Task brief: Each line of the data below from the one holding "pub struct MembershipSummary" to the one holding "let mut m = view.membership.clone();", inclusive, is to be reproduced exactly; no other line belongs in the answer.

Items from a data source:
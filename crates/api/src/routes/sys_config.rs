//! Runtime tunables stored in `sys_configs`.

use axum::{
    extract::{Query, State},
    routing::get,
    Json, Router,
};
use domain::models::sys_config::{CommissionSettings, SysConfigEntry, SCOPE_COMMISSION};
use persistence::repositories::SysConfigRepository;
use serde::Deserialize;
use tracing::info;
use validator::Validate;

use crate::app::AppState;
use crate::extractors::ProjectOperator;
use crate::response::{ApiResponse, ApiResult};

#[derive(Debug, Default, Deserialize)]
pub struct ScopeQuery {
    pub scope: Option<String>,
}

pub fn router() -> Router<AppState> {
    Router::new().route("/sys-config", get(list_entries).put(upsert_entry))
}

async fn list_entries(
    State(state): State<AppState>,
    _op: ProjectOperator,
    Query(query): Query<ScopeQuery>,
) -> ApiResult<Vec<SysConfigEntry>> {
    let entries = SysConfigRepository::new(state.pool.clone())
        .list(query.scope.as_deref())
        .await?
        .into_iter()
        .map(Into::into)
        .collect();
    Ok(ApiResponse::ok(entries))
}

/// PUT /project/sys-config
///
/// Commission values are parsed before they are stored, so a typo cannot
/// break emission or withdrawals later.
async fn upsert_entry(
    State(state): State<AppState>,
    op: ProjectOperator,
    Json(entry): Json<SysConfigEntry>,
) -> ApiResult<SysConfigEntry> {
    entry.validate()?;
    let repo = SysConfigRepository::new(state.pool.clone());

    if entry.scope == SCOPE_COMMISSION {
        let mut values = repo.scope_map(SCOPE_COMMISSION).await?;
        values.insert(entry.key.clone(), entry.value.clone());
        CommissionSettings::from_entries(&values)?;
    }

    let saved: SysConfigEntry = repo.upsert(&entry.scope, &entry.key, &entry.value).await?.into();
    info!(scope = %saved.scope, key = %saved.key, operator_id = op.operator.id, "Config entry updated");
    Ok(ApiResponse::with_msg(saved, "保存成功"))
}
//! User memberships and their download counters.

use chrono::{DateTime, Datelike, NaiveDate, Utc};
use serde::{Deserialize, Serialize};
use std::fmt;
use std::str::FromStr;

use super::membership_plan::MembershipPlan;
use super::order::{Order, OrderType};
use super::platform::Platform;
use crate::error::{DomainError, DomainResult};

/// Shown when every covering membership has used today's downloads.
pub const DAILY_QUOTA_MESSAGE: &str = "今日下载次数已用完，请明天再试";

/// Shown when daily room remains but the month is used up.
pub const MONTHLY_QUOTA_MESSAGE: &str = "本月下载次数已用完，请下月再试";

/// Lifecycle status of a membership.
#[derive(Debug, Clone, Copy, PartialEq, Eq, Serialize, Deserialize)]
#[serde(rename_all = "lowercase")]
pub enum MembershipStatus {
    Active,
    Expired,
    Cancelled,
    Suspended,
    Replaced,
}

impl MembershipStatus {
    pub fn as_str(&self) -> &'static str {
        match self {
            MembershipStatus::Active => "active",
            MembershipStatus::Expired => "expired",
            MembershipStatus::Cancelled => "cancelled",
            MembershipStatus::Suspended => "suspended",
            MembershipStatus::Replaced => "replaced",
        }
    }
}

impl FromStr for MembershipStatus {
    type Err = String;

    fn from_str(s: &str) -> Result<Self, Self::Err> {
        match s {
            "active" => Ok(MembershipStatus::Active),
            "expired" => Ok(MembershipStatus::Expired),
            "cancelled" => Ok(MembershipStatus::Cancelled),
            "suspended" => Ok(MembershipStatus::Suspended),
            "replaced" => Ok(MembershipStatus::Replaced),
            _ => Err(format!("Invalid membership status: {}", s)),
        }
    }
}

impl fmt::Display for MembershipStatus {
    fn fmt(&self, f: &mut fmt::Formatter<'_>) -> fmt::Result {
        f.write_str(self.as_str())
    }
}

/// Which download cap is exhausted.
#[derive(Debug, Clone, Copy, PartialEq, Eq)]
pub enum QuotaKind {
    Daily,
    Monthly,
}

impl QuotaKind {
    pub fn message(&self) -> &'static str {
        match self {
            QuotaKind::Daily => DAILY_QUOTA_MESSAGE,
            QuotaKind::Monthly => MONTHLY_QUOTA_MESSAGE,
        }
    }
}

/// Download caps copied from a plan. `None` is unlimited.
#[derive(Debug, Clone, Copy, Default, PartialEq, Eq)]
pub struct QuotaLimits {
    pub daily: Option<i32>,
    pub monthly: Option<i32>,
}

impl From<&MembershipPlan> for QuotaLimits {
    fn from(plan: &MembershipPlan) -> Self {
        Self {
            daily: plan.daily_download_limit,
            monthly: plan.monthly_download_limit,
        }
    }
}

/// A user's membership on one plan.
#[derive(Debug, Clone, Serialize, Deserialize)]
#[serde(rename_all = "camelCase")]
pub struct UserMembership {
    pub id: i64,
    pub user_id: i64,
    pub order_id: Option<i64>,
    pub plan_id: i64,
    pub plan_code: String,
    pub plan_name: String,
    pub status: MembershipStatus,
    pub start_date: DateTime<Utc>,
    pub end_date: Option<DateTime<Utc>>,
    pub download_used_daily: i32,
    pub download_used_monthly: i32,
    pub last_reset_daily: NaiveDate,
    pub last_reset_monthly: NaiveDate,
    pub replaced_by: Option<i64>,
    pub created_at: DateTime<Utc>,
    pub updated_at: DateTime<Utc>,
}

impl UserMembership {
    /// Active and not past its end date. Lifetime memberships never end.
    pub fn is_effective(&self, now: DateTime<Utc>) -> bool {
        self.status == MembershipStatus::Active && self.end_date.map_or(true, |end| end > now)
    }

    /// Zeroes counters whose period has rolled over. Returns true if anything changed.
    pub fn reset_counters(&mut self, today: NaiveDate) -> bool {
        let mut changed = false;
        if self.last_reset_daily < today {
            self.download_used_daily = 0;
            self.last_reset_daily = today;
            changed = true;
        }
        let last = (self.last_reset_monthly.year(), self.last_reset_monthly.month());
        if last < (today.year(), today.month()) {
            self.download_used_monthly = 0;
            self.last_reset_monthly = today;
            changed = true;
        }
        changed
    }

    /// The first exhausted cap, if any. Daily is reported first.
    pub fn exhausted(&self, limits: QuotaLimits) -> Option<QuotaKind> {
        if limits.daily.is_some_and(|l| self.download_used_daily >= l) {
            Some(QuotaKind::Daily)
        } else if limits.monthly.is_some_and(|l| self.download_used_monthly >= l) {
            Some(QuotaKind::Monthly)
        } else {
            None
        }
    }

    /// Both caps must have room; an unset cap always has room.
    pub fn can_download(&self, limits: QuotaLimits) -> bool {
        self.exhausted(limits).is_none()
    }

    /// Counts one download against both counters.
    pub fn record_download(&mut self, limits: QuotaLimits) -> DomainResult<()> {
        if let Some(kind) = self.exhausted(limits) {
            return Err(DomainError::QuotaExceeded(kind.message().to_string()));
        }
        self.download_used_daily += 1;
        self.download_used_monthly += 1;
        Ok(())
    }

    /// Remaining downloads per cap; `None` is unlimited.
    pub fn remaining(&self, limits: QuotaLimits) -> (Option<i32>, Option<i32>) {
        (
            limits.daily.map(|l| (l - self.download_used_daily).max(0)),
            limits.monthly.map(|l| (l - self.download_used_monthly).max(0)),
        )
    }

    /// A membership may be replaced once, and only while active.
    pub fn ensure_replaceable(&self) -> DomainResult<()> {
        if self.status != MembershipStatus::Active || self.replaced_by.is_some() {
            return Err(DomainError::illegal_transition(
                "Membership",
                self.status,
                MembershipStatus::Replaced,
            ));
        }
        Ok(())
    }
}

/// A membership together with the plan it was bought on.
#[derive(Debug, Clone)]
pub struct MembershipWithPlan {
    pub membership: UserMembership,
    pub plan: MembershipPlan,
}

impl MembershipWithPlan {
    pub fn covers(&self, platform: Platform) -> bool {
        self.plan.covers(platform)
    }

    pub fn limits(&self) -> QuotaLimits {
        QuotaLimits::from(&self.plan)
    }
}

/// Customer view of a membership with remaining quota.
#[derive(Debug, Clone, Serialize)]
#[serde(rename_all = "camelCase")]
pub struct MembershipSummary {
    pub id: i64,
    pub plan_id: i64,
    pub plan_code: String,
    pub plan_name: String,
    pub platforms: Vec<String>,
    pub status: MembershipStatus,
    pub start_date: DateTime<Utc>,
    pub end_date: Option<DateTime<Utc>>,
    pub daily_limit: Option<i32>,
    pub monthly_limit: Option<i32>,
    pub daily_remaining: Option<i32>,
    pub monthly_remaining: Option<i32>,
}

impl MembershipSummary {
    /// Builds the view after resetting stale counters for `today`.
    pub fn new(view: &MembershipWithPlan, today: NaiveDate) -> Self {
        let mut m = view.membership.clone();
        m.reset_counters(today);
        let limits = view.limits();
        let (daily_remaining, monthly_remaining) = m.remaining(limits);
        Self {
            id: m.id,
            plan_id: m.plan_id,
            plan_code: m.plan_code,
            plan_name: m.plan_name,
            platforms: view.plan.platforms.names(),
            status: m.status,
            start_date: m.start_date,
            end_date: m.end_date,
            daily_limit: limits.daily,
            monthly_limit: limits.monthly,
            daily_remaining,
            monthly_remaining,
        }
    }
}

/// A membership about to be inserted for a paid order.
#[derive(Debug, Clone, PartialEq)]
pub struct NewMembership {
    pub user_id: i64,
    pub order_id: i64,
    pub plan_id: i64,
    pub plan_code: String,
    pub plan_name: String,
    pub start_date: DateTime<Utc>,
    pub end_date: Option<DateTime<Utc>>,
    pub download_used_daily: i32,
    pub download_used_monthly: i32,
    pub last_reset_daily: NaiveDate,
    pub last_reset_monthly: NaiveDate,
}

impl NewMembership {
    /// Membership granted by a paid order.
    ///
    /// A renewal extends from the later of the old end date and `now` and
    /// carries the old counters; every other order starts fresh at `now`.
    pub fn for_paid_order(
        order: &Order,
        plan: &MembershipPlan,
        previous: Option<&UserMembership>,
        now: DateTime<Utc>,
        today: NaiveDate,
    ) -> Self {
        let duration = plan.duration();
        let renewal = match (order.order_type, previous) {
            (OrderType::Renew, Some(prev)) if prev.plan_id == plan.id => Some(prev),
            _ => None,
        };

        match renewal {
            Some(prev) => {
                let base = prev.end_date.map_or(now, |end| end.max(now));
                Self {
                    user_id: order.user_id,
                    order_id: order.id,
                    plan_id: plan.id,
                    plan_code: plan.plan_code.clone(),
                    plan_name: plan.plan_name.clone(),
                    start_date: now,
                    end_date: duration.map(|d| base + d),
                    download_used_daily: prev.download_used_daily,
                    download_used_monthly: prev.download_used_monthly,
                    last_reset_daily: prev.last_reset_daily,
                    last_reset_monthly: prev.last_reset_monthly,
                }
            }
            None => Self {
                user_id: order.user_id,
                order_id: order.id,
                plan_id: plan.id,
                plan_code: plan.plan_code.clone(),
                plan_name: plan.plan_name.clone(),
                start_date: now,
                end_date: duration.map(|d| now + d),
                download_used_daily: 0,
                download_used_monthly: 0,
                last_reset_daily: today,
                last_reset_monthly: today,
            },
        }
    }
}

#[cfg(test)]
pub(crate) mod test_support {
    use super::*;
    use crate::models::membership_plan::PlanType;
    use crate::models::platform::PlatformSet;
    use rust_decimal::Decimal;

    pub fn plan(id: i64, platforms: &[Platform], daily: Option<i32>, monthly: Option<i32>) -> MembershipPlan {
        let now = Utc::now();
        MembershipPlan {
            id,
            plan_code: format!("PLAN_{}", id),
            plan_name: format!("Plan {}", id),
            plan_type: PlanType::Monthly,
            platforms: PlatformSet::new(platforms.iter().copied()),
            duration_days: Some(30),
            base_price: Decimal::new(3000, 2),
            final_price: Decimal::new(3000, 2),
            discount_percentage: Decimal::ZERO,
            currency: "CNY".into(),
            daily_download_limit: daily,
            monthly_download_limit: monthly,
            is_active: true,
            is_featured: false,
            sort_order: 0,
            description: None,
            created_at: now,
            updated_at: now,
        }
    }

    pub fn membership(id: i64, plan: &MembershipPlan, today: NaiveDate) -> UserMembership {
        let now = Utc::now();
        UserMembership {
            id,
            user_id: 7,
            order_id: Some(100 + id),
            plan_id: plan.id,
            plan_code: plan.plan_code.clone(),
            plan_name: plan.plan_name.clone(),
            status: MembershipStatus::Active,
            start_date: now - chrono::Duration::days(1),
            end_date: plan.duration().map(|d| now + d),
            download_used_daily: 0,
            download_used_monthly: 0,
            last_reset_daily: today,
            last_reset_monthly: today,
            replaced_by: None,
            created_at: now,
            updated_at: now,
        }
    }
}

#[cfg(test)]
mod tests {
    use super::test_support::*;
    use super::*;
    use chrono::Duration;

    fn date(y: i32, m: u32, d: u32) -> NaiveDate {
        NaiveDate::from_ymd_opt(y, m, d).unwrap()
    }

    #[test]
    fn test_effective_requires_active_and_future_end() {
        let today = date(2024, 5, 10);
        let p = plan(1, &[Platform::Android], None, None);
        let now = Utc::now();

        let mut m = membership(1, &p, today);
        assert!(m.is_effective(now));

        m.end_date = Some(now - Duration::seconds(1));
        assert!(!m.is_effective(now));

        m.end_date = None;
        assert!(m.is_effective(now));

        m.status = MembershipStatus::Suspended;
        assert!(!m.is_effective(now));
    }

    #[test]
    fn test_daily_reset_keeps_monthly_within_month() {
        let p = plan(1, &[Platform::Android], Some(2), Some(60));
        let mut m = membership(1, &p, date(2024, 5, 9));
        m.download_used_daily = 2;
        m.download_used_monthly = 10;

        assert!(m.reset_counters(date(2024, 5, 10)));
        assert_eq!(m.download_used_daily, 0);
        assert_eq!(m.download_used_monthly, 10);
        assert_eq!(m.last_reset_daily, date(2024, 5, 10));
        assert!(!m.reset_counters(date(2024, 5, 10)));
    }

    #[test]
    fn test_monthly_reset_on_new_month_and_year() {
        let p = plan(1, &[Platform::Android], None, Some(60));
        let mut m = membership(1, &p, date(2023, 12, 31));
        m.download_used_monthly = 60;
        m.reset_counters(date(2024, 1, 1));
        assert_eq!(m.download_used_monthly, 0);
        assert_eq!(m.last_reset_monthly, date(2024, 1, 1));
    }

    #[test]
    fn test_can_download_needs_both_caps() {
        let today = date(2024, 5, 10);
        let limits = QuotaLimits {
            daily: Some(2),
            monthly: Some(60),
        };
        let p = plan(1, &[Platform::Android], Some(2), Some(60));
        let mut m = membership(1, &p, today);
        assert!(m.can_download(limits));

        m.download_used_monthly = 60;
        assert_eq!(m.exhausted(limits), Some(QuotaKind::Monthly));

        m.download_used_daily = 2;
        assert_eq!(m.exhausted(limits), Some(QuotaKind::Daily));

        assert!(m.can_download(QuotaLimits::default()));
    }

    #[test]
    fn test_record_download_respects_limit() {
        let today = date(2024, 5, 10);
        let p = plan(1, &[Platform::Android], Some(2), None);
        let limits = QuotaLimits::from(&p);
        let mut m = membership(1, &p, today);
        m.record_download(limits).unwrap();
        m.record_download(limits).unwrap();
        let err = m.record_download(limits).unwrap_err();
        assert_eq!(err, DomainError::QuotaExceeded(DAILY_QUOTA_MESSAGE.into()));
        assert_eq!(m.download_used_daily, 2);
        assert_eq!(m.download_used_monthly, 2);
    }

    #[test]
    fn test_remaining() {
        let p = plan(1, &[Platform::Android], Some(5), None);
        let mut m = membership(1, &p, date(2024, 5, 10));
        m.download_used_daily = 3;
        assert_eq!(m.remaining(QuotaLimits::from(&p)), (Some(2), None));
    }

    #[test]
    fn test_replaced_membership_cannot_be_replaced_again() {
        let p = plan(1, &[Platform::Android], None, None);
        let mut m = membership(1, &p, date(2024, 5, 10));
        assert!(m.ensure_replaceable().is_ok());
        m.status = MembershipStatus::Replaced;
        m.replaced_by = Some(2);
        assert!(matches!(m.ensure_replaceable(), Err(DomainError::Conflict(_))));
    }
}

Reply:
pub struct MembershipSummary {
    pub id: i64,
    pub plan_id: i64,
    pub plan_code: String,
    pub plan_name: String,
    pub platforms: Vec<String>,
    pub status: MembershipStatus,
    pub start_date: DateTime<Utc>,
    pub end_date: Option<DateTime<Utc>>,
    pub daily_limit: Option<i32>,
    pub monthly_limit: Option<i32>,
    pub daily_remaining: Option<i32>,
    pub monthly_remaining: Option<i32>,
}

impl MembershipSummary {
    /// Builds the view after resetting stale counters for `today`.
    pub fn new(view: &MembershipWithPlan, today: NaiveDate) -> Self {
        let mut m = view.membership.clone();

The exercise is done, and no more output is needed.